Similarly for 2nd Jar 750 ppm (0.75 g) CO₂​ injected. Then

= 0.75 x 100.09 / 44

= 1.706 g CaCO₃ gives 0.75 g (750 mg = 750 ppm) CO₂​ in the second jar.

Similarly for third Jar 1250 ppm (1.25 g) CO₂​ injected. Then

= 1.25 x 100.09 / 44

=  2.843 g CaCO₃ gives 1.25 g (1250 mg = 1250 ppm) CO₂​ in the third jar.

If it's the case of excess quntity of CO₂​ remaining as shown in the equation 2 after it's reacting with 1 mole of H₂O and 1 mole of CO₃^2- ion then the calculations will be done as follows:

From equation 1 we know 1 mole of CaCO₃​ generates 1 mole of CO₂​. From equation 2 we know 1 mole of CO₂ reacts with another mole of CO₃^2- ion to give 1 mole of H⁺ and 1 mole of HCO₃^​- .

From both equations it's understood that 2 mole of CaCO₃​, 2 moles of HCl is required to generate 1 mole of CO₂​.
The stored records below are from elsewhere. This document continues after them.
//! Writes generation results: object upload first, metadata row second.
//!
//! The two steps can't share a transaction. When the row insert fails after
//! the upload went through, the uploaded object is deleted again so storage
//! doesn't collect orphans. If that delete fails too it's logged and the
//! insert error is still what the caller sees.

use std::sync::Arc;

use base64::Engine;
use base64::engine::general_purpose::STANDARD as BASE64;
use chrono::Utc;
use tracing::{error, info, warn};
use uuid::Uuid;

use crate::base_image::ImagePayload;
use crate::constants::GENERATIONS_PREFIX;
use crate::db::{ImageLocation, ImageRecord, ImageRepository};
use crate::error::AppError;
use crate::storage::{ObjectStore, StoredObject};

/// A new record id: UUIDv7, so ids sort by creation time.
pub fn new_record_id() -> String {
    Uuid::now_v7().to_string()
}

/// The only writer of records.
#[derive(Clone)]
pub struct Persistence {
    repository: Arc<dyn ImageRepository>,
    store: Option<Arc<dyn ObjectStore>>,
}

impl std::fmt::Debug for Persistence {
    fn fmt(&self, f: &mut std::fmt::Formatter<'_>) -> std::fmt::Result {
        f.debug_struct("Persistence")
            .field("store", &self.store.as_ref().map(|store| store.name()))
            .finish_non_exhaustive()
    }
}

impl Persistence {
    /// Without a store, images are kept inline in the record.
    pub fn new(
        repository: Arc<dyn ImageRepository>,
        store: Option<Arc<dyn ObjectStore>>,
    ) -> Self {
        Self { repository, store }
    }

    /// Read access for the gallery and single-record handlers.
    pub fn repository(&self) -> &dyn ImageRepository {
        self.repository.as_ref()
    }

    /// Uploads (when a store is configured) and records one generated image.
    pub async fn save(&self, prompt: &str, image: &ImagePayload) -> Result<ImageRecord, AppError> {
        let id = new_record_id();

        let (image_location, uploaded) = match &self.store {
            None => (
                ImageLocation::Inline {
                    mime_type: image.mime_type.clone(),
                    data: BASE64.encode(&image.bytes),
                },
                None,
            ),
            Some(store) => {
                let key = format!("{GENERATIONS_PREFIX}/{id}");
                let stored = store.put(&key, &image.bytes, &image.mime_type).await?;
                (
                    ImageLocation::Remote {
                        url: stored.url.clone(),
                        provider_id: stored.provider_id.clone(),
                        mime_type: image.mime_type.clone(),
                    },
                    Some((store, stored)),
                )
            }
        };

        let record = ImageRecord {
            id,
            prompt: prompt.to_string(),
            image_location,
            timestamp: Utc::now(),
        };

        if let Err(err) = self.repository.append(&record).await {
            if let Some((store, stored)) = uploaded {
                compensate(store.as_ref(), &stored).await;
            }
            return Err(err);
        }

        info!("Stored record {} ({} bytes)", record.id, image.bytes.len());
        Ok(record)
    }

    /// The image bytes behind a record.
    pub async fn read_image(&self, record: &ImageRecord) -> Result<ImagePayload, AppError> {
        match &record.image_location {
            ImageLocation::Inline { mime_type, data } => {
                let bytes = BASE64.decode(data.as_bytes()).map_err(|err| {
                    AppError::InternalServerError(format!(
                        "record {} has undecodable inline data: {err}",
                        record.id
                    ))
                })?;
                Ok(ImagePayload::new(bytes, Some(mime_type)))
            }
            ImageLocation::Remote {
                url,
                provider_id,
                mime_type,
            } => {
                let store = self.store.as_ref().ok_or_else(|| {
                    AppError::Storage(format!(
                        "record {} is stored remotely but no object store is configured",
                        record.id
                    ))
                })?;
                let bytes = store
                    .fetch(&StoredObject {
                        url: url.clone(),
                        provider_id: provider_id.clone(),
                    })
                    .await?;
                Ok(ImagePayload::new(bytes, Some(mime_type)))
            }
        }
    }
}

async fn compensate(store: &dyn ObjectStore, stored: &StoredObject) {
    match store.delete(&stored.provider_id).await {
        Ok(()) => warn!(
            "Record insert failed, removed uploaded object {} from {}",
            stored.provider_id,
            store.name()
        ),
        Err(err) => error!(
            "Record insert failed and object {} in {} could not be removed: {}",
            stored.provider_id,
            store.name(),
            err
        ),
    }
}
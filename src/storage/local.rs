//! Filesystem object store, for single-host deployments.

use std::path::{Path, PathBuf};

use async_trait::async_trait;
use tokio::fs;

use super::{ObjectStore, StoredObject};
use crate::base_image::extension_for_mime;
use crate::error::AppError;

/// Files on disk, published under `{base_url}/{key}.{ext}`.
#[derive(Clone, Debug)]
pub struct LocalStore {
    base_dir: PathBuf,
    base_url: String,
}

impl LocalStore {
    /// `base_url` is where `base_dir` is mounted, e.g. `https://site/media`.
    pub fn new(base_dir: PathBuf, base_url: &str) -> Self {
        Self {
            base_dir,
            base_url: base_url.trim_end_matches('/').to_string(),
        }
    }

    fn resolve_path(&self, provider_id: &str) -> Result<PathBuf, AppError> {
        let normalized = provider_id.trim_start_matches('/');
        if normalized
            .split('/')
            .any(|segment| segment.is_empty() || segment == "." || segment == "..")
        {
            return Err(AppError::Storage(format!(
                "Refusing to resolve storage key {provider_id:?}"
            )));
        }
        Ok(self.base_dir.join(Path::new(normalized)))
    }
}

#[async_trait]
impl ObjectStore for LocalStore {
    fn name(&self) -> &'static str {
        "local"
    }

    async fn put(
        &self,
        key: &str,
        bytes: &[u8],
        mime_type: &str,
    ) -> Result<StoredObject, AppError> {
        let provider_id = format!("{}.{}", key.trim_matches('/'), extension_for_mime(mime_type));
        let path = self.resolve_path(&provider_id)?;
        if let Some(parent) = path.parent() {
            fs::create_dir_all(parent)
                .await
                .map_err(|err| AppError::Storage(format!("{}: {err}", parent.display())))?;
        }
        fs::write(&path, bytes)
            .await
            .map_err(|err| AppError::Storage(format!("{}: {err}", path.display())))?;
        Ok(StoredObject {
            url: format!("{}/{}", self.base_url, provider_id),
            provider_id,
        })
    }

    async fn fetch(&self, object: &StoredObject) -> Result<Vec<u8>, AppError> {
        let path = self.resolve_path(&object.provider_id)?;
        fs::read(&path)
            .await
            .map_err(|err| AppError::Storage(format!("{}: {err}", path.display())))
    }

    async fn delete(&self, provider_id: &str) -> Result<(), AppError> {
        let path = self.resolve_path(provider_id)?;
        match fs::remove_file(&path).await {
            Ok(()) => Ok(()),
            Err(err) if err.kind() == std::io::ErrorKind::NotFound => Ok(()),
            Err(err) => Err(AppError::Storage(format!("{}: {err}", path.display()))),
        }
    }
}

#[cfg(test)]
mod tests {
    use super::*;

    #[tokio::test]
    async fn put_fetch_delete() {
        let dir = tempfile::tempdir().expect("tempdir");
        let store = LocalStore::new(dir.path().to_path_buf(), "https://example.org/media/");

        let stored = store
            .put("generations/abc", b"png bytes", "image/png")
            .await
            .expect("put");
        assert_eq!(stored.provider_id, "generations/abc.png");
        assert_eq!(stored.url, "https://example.org/media/generations/abc.png");
        assert!(dir.path().join("generations/abc.png").exists());

        assert_eq!(store.fetch(&stored).await.expect("fetch"), b"png bytes");

        store.delete(&stored.provider_id).await.expect("delete");
        assert!(!dir.path().join("generations/abc.png").exists());
        store
            .delete(&stored.provider_id)
            .await
            .expect("second delete is a no-op");
    }

    #[tokio::test]
    async fn rejects_path_traversal() {
        let dir = tempfile::tempdir().expect("tempdir");
        let store = LocalStore::new(dir.path().to_path_buf(), "https://example.org/media");
        assert!(matches!(
            store.delete("../etc/passwd").await,
            Err(AppError::Storage(_))
        ));
    }
}
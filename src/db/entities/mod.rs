//! sea-orm entities
pub mod generated_images;
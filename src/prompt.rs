//! Wraps a user prompt in the instructions that keep the base image recognisable.

use crate::error::AppError;

/// Returns the trimmed prompt, or a client error when there's nothing left.
pub fn validate_prompt(prompt: Option<&str>) -> Result<&str, AppError> {
    match prompt.map(str::trim) {
        Some(prompt) if !prompt.is_empty() => Ok(prompt),
        _ => Err(AppError::BadRequest("Prompt is required".to_string())),
    }
}

/// Builds the instruction sent to the model. The user text is embedded verbatim, twice.
pub fn compose_prompt(preserved_feature: &str, user_prompt: &str) -> String {
    format!(
        "Edit the provided image to depict: {user_prompt}.\n\
         Keep {preserved_feature} exactly as it appears in the original: same shape, colour, \
         proportions and placement. Do not remove, move or restyle it.\n\
         You may change the pose, expression, clothing, props, lighting and background so the \
         scene matches the request. Do not add text, captions or watermarks.\n\
         Scene to depict: {user_prompt}"
    )
}

#[cfg(test)]
mod tests {
    use super::*;

    #[test]
    fn rejects_missing_and_blank_prompts() {
        assert!(matches!(validate_prompt(None), Err(AppError::BadRequest(_))));
        assert!(matches!(validate_prompt(Some("")), Err(AppError::BadRequest(_))));
        assert!(matches!(validate_prompt(Some("  \n\t")), Err(AppError::BadRequest(_))));
        assert_eq!(validate_prompt(Some("  at the beach ")).ok(), Some("at the beach"));
    }

    #[test]
    fn composed_prompt_embeds_user_text_twice() {
        let user = "riding a <bicycle> on \"Mars\"";
        let composed = compose_prompt("the blue scarf", user);
        assert_eq!(composed.matches(user).count(), 2);
        assert!(composed.contains("Keep the blue scarf exactly"));
        assert!(composed.contains("pose"));
        assert!(composed.contains("background"));
    }
}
However in first jar we have excess CO₂​ to the extent of 0.45 g ( i.e 0.010 M). To generate that much excess CO₂ we need to add that much excess of CaCO₃​. Accordingly we need

for first jar quantity of CaCO₃​ is 2 mol plus excess 0.01 M (0.45 g CO₂​ is 0.01 M)............total 2.01 moles.......1 mole CaCO₃​ = 100.09 g.....2.01 mole CaCO₃​ = 201.181 g

for second jar quantity of CaCO₃​ is 2 mol plus excess 0.017 M (0.75 g CO₂​ is 0.017 M)......total 2.017 moles.......1 mole CaCO₃​ = 100.09 g.....2.017 mole CaCO₃​ = 201.881 g

for third jar quantity of CaCO₃​ is 2 mol plus excess 0.028 M (1.25 g CO₂​ is 0.028 M)......total 2.028 moles.......1 mole CaCO₃​ = 100.09 g.....2.028 mole CaCO₃​ = 202.982 g

From equation 1 similarly HCl quantities can also calculated as follows:

For first jar HCl quantity required.......2.010 moles..........73.365 g

For second jar HCl quantity required.......2.017 moles..........73.620 g

For third jar HCl quantity required.......2.028 moles..........74.022 g   

Since we are not asked to calculate pH of solutions we don't need to use equation: pH = -log [H⁺] and you are also injecting CO​2 in a open tank I don't think Boyle's law  (P₁V₁ = P ₂V₂​) applies in this case. Further according to Henry's law, the amount of a gas that dissolves in a liquid is directly proportional to the partial pressure of that gas. To calculate amounts of excee amounts of CO₂​ in the jars I don't think Henry's law is useful either.